Collected data entries
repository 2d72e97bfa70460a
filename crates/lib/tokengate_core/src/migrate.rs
//! Database migration support.
//!
//! Embeds and runs SQL migrations from `tokengate_core/migrations/`.

use sqlx::SqlitePool;

/// Run all embedded database migrations against the given pool.
pub async fn migrate(pool: &SqlitePool) -> Result<(), sqlx::migrate::MigrateError> {
    sqlx::migrate!("./migrations").run(pool).await
}
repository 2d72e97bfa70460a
//! Authentication and authorization logic.
//!
//! Provides password hashing, the user directory contract, the client
//! registry and the in-memory access token store shared by `tokengate_api`.

pub mod clients;
pub mod directory;
pub mod password;
pub mod tokens;

use thiserror::Error;

/// Authentication errors.
#[derive(Debug, Error)]
pub enum AuthError {
    #[error("Malformed request: {0}")]
    MalformedRequest(String),

    #[error("Client authentication failed")]
    ClientRejected,

    #[error("Invalid credentials")]
    UserRejected,

    #[error("Password mismatch")]
    Mismatch,

    #[error("Token not found")]
    TokenNotFound,

    #[error("Token expired")]
    TokenExpired,

    #[error("Hashing failure: {0}")]
    HashingFailure(String),

    #[error("Database error: {0}")]
    DbError(#[from] sqlx::Error),

    #[error("Internal error: {0}")]
    Internal(String),
}
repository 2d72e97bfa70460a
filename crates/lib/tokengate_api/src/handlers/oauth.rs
//! Token endpoint handler.

use axum::Json;
use axum::extract::rejection::FormRejection;
use axum::extract::{Form, Query, State};
use axum::http::{Method, Uri};
use axum::http::header::{CACHE_CONTROL, PRAGMA};
use axum::response::{IntoResponse, Response};

use crate::AppState;
use crate::error::{AppError, AppResult};
use crate::models::{TokenRequest, TokenResponse};
use crate::services::grant;

/// `POST /oauth` (and `GET /oauth` when allowed): password grant.
///
/// `Form` reads the body for POST and the query string for GET. A POST also
/// takes any parameter its body lacks from the query string.
pub async fn token_handler(
    State(state): State<AppState>,
    method: Method,
    uri: Uri,
    form: Result<Form<TokenRequest>, FormRejection>,
) -> Response {
    let no_store = [(CACHE_CONTROL, "no-store"), (PRAGMA, "no-cache")];

    match handle_token_request(&state, &method, &uri, form).await {
        Ok(resp) => (no_store, Json(resp)).into_response(),
        Err(e) => (no_store, e).into_response(),
    }
}

async fn handle_token_request(
    state: &AppState,
    method: &Method,
    uri: &Uri,
    form: Result<Form<TokenRequest>, FormRejection>,
) -> AppResult<TokenResponse> {
    if *method == Method::GET {
        if !state.config.allow_get_access_request {
            return Err(AppError::InvalidRequest("GET token requests are disabled".into()));
        }
        let Form(req) = form.map_err(|e| AppError::InvalidRequest(e.body_text()))?;
        return grant::password_grant(state, req).await;
    }

    let body = match form {
        Ok(Form(req)) => req,
        // No form body at all: parameters may still arrive in the query.
        Err(FormRejection::InvalidFormContentType(_)) => TokenRequest::default(),
        Err(e) => return Err(AppError::InvalidRequest(e.body_text())),
    };
    let Query(query) = Query::<TokenRequest>::try_from_uri(uri)
        .map_err(|e| AppError::InvalidRequest(e.body_text()))?;
    grant::password_grant(state, body.or(query)).await
}
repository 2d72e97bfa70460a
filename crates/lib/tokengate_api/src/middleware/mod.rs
//! Request middleware.

pub mod auth;
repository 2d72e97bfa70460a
//! Wire models for the token endpoint.

use serde::{Deserialize, Serialize};

/// Token request parameters (form body and query string for POST, query
/// string for GET).
#[derive(Default, Deserialize)]
pub struct TokenRequest {
    pub grant_type: Option<String>,
    pub client_id: Option<String>,
    pub client_secret: Option<String>,
    pub username: Option<String>,
    pub password: Option<String>,
    /// Accepted and ignored.
    pub scope: Option<String>,
}

impl TokenRequest {
    /// Fill fields this request lacks from `fallback`. Present values win.
    pub fn or(self, fallback: TokenRequest) -> Self {
        Self {
            grant_type: self.grant_type.or(fallback.grant_type),
            client_id: self.client_id.or(fallback.client_id),
            client_secret: self.client_secret.or(fallback.client_secret),
            username: self.username.or(fallback.username),
            password: self.password.or(fallback.password),
            scope: self.scope.or(fallback.scope),
        }
    }
}

/// Successful token response.
#[derive(Debug, Clone, Serialize, Deserialize)]
pub struct TokenResponse {
    pub access_token: String,
    pub token_type: String,
    pub expires_in: i64,
}

/// OAuth2 error body.
#[derive(Debug, Clone, Serialize, Deserialize)]
pub struct OAuthErrorResponse {
    pub error: String,
    pub error_description: String,
}

#[cfg(test)]
mod tests {
    use super::*;

    #[test]
    fn or_keeps_present_fields_and_fills_missing() {
        let body = TokenRequest {
            grant_type: Some("password".into()),
            username: Some("body@b.com".into()),
            ..Default::default()
        };
        let query = TokenRequest {
            grant_type: Some("client_credentials".into()),
            username: Some("query@b.com".into()),
            password: Some("secret".into()),
            ..Default::default()
        };

        let merged = body.or(query);
        assert_eq!(merged.grant_type.as_deref(), Some("password"));
        assert_eq!(merged.username.as_deref(), Some("body@b.com"));
        assert_eq!(merged.password.as_deref(), Some("secret"));
        assert!(merged.client_id.is_none());
    }
}
//! API server configuration.

use thiserror::Error;

/// Configuration read failure.
#[derive(Debug, Error)]
pub enum ConfigError {
    #[error("{0} is not set")]
    Missing(&'static str),

    #[error("{name} must be true or false, got {value:?}")]
    InvalidFlag { name: &'static str, value: String },
}

/// Configuration for the API server.
///
/// Built by the server binary from CLI flags / environment (`BIND_ADDR`,
/// `APP_ID`, `APP_SECRET`, `ALLOW_GET_ACCESS_REQUEST`).
#[derive(Clone)]
pub struct ApiConfig {
    /// Address to bind the HTTP listener (e.g. "0.0.0.0:8000").
    pub bind_addr: String,
    /// Shared application (client) id.
    pub app_id: String,
    /// Shared application (client) secret.
    pub app_secret: String,
    /// Accept token requests as GET with query parameters.
    pub allow_get_access_request: bool,
}

impl ApiConfig {
    /// Reads configuration from environment variables.
    ///
    /// | Variable                   | Default        |
    /// |----------------------------|----------------|
    /// | `BIND_ADDR`                | `0.0.0.0:8000` |
    /// | `APP_ID`                   | required       |
    /// | `APP_SECRET`               | required       |
    /// | `ALLOW_GET_ACCESS_REQUEST` | `true`         |
    pub fn from_env() -> Result<Self, ConfigError> {
        Self::from_lookup(|name| std::env::var(name).ok())
    }

    /// Same as [`ApiConfig::from_env`], reading variables through `lookup`.
    pub fn from_lookup(lookup: impl Fn(&str) -> Option<String>) -> Result<Self, ConfigError> {
        let required = |name: &'static str| {
            lookup(name)
                .filter(|v| !v.is_empty())
                .ok_or(ConfigError::Missing(name))
        };
        let allow_get_access_request = match lookup("ALLOW_GET_ACCESS_REQUEST") {
            None => true,
            Some(v) => v.parse().map_err(|_| ConfigError::InvalidFlag {
                name: "ALLOW_GET_ACCESS_REQUEST",
                value: v,
            })?,
        };
        Ok(Self {
            bind_addr: lookup("BIND_ADDR").unwrap_or_else(|| "0.0.0.0:8000".into()),
            app_id: required("APP_ID")?,
            app_secret: required("APP_SECRET")?,
            allow_get_access_request,
        })
    }
}

impl std::fmt::Debug for ApiConfig {
    fn fmt(&self, f: &mut std::fmt::Formatter<'_>) -> std::fmt::Result {
        f.debug_struct("ApiConfig")
            .field("bind_addr", &self.bind_addr)
            .field("app_id", &self.app_id)
            .field("app_secret", &"<redacted>")
            .field("allow_get_access_request", &self.allow_get_access_request)
            .finish()
    }
}
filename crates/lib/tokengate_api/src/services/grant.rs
//! Password grant: client auth, user auth, token issuance.
//!
//! ```text
//! Start -> ClientAuthenticated -> UserAuthenticated -> TokenIssued
//!   |            |                      |
//!   v            v                      v
//! invalid_request / invalid_client / invalid_grant / server_error
//! ```

use tokengate_core::auth::AuthError;
use tokengate_core::auth::directory::UserDirectory;
use tokengate_core::auth::password::{verify_dummy_blocking, verify_password_blocking};
use tokengate_core::models::auth::User;
use tracing::{debug, info, warn};

use crate::AppState;
use crate::error::{AppError, AppResult};
use crate::models::{TokenRequest, TokenResponse};

/// The only grant type served.
pub const PASSWORD_GRANT: &str = "password";

/// Token type reported in responses.
pub const TOKEN_TYPE: &str = "Bearer";

/// Parameters after presence checks.
struct PasswordGrantRequest {
    client_id: String,
    client_secret: String,
    username: String,
    password: String,
}

fn required(value: Option<String>, name: &str) -> Result<String, AuthError> {
    match value {
        Some(v) if !v.is_empty() => Ok(v),
        _ => Err(AuthError::MalformedRequest(format!("missing {name}"))),
    }
}

fn parse_request(req: TokenRequest) -> AppResult<PasswordGrantRequest> {
    let grant_type = required(req.grant_type, "grant_type")?;
    if grant_type != PASSWORD_GRANT {
        return Err(AppError::UnsupportedGrantType(grant_type));
    }
    Ok(PasswordGrantRequest {
        client_id: required(req.client_id, "client_id")?,
        client_secret: required(req.client_secret, "client_secret")?,
        username: required(req.username, "username")?,
        password: required(req.password, "password")?,
    })
}

/// Authenticate a resource owner by email and password.
///
/// Unknown email and wrong password both return `UserRejected`, and both pay
/// for one bcrypt verification.
pub async fn authenticate_user(
    directory: &dyn UserDirectory,
    email: &str,
    password: String,
) -> Result<User, AuthError> {
    let Some(found) = directory.find_by_email(email).await? else {
        verify_dummy_blocking(password).await;
        return Err(AuthError::UserRejected);
    };

    match verify_password_blocking(password, found.password_hash).await {
        Ok(()) => Ok(found.user),
        Err(AuthError::Mismatch) => Err(AuthError::UserRejected),
        Err(e) => Err(e),
    }
}

/// Run the password grant for one token request.
pub async fn password_grant(state: &AppState, req: TokenRequest) -> AppResult<TokenResponse> {
    let req = parse_request(req)?;

    if !state.clients.authenticate(&req.client_id, &req.client_secret) {
        warn!(client_id = %req.client_id, "token request rejected: client authentication failed");
        return Err(AuthError::ClientRejected.into());
    }
    debug!(client_id = %req.client_id, "client authenticated");

    let user = match authenticate_user(state.directory.as_ref(), &req.username, req.password).await
    {
        Ok(user) => user,
        Err(AuthError::UserRejected) => {
            warn!(client_id = %req.client_id, "token request rejected: invalid resource owner credentials");
            return Err(AppError::InvalidGrant);
        }
        Err(e) => return Err(e.into()),
    };
    debug!(user_id = %user.id, "resource owner authenticated");

    let token = state.tokens.issue(&user.id, &req.client_id)?;
    info!(user_id = %user.id, client_id = %req.client_id, "access token granted");

    let expires_in = token.expires_in();
    Ok(TokenResponse {
        access_token: token.value,
        token_type: TOKEN_TYPE.to_string(),
        expires_in,
    })
}
//! Request orchestration behind the handlers.

pub mod bearer;
pub mod grant;
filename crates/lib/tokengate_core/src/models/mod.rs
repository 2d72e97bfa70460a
//! Domain models.

pub mod auth;
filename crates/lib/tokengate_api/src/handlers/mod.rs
//! Request handlers.

pub mod home;
pub mod oauth;
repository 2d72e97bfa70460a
//! Startup seeding of the `users` table from a JSON file.
//!
//! This is the only place plaintext passwords exist. Each one is hashed
//! exactly once before it is written.

use std::path::Path;

use serde::Deserialize;
use sqlx::SqlitePool;
use thiserror::Error;
use tracing::{debug, info};

use crate::auth::AuthError;
use crate::auth::password::hash_password_blocking;
use crate::models::auth::User;

/// Errors raised while seeding.
#[derive(Debug, Error)]
pub enum SeedError {
    #[error("IO error: {0}")]
    Io(#[from] std::io::Error),

    #[error("Invalid seed JSON: {0}")]
    Json(#[from] serde_json::Error),

    #[error("Migration failed: {0}")]
    Migrate(#[from] sqlx::migrate::MigrateError),

    #[error("SQL error: {0}")]
    Sql(#[from] sqlx::Error),

    #[error("Cannot seed user {id}: {source}")]
    Hash { id: String, source: AuthError },
}

/// One entry of the seed file.
#[derive(Clone, Deserialize)]
pub struct SeedUser {
    pub id: String,
    pub username: String,
    pub email: String,
    pub password: String,
}

impl std::fmt::Debug for SeedUser {
    fn fmt(&self, f: &mut std::fmt::Formatter<'_>) -> std::fmt::Result {
        f.debug_struct("SeedUser")
            .field("id", &self.id)
            .field("username", &self.username)
            .field("email", &self.email)
            .finish_non_exhaustive()
    }
}

/// Parse a JSON array of seed users.
pub fn parse_seed(json: &str) -> Result<Vec<SeedUser>, SeedError> {
    Ok(serde_json::from_str(json)?)
}

/// Read and parse a seed file.
pub async fn load_seed_file(path: impl AsRef<Path>) -> Result<Vec<SeedUser>, SeedError> {
    let raw = tokio::fs::read_to_string(path.as_ref()).await?;
    parse_seed(&raw)
}

/// Recreate the users table and insert every seed user.
///
/// Returns the stored users in seed order. Any failure rolls back the insert
/// batch and is fatal for startup.
pub async fn seed_users(pool: &SqlitePool, users: &[SeedUser]) -> Result<Vec<User>, SeedError> {
    crate::migrate::migrate(pool).await?;

    // Hash before opening the transaction so no connection is held across
    // the bcrypt work.
    let mut hashed = Vec::with_capacity(users.len());
    for u in users {
        let hash = hash_password_blocking(u.password.clone())
            .await
            .map_err(|source| SeedError::Hash {
                id: u.id.clone(),
                source,
            })?;
        hashed.push((u, hash));
    }

    let mut tx = pool.begin().await?;
    sqlx::query("DELETE FROM users").execute(&mut *tx).await?;
    for (u, hash) in &hashed {
        sqlx::query("INSERT INTO users (id, username, email, password_hash) VALUES (?1, ?2, ?3, ?4)")
            .bind(&u.id)
            .bind(&u.username)
            .bind(&u.email)
            .bind(hash)
            .execute(&mut *tx)
            .await?;
        debug!(id = %u.id, email = %u.email, "seeded user");
    }
    tx.commit().await?;

    info!(count = users.len(), "users table seeded");
    Ok(users
        .iter()
        .map(|u| User {
            id: u.id.clone(),
            username: u.username.clone(),
            email: u.email.clone(),
        })
        .collect())
}
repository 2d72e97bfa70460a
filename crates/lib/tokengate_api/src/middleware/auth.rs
//! Authentication middleware: bearer token extraction and validation.

use axum::{
    extract::{Query, Request, State},
    middleware::Next,
    response::Response,
};
use serde::Deserialize;
use tokengate_core::models::auth::User;

use crate::AppState;
use crate::error::AppError;
use crate::services::bearer::{extract_bearer, validate_bearer};

/// Key used to store the resolved `User` in request extensions.
#[derive(Debug, Clone)]
pub struct AuthenticatedUser(pub User);

#[derive(Deserialize)]
struct TokenQuery {
    access_token: Option<String>,
}

/// Axum middleware: extracts the bearer token, resolves it to a user,
/// and injects `AuthenticatedUser` into request extensions.
pub async fn require_bearer(
    State(state): State<AppState>,
    mut request: Request,
    next: Next,
) -> Result<Response, AppError> {
    let query_token = Query::<TokenQuery>::try_from_uri(request.uri())
        .ok()
        .and_then(|Query(q)| q.access_token);

    let token = extract_bearer(request.headers(), query_token.as_deref())?;
    let user = validate_bearer(&state, &token).await?;

    request.extensions_mut().insert(AuthenticatedUser(user));

    Ok(next.run(request).await)
}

→ WHAT IS BEING ASKED: Copy exactly the lines that run from the first line of the data to the line containing "pub async fn migrate(pool: &SqlitePool)", please, with both ends included and nothing else.

→ SOLUTION TO THIS PROBLEM:
repository 2d72e97bfa70460a
filename crates/lib/tokengate_core/src/migrate.rs
//! Database migration support.
//!
//! Embeds and runs SQL migrations from `tokengate_core/migrations/`.

use sqlx::SqlitePool;

/// Run all embedded database migrations against the given pool.
pub async fn migrate(pool: &SqlitePool) -> Result<(), sqlx::migrate::MigrateError> {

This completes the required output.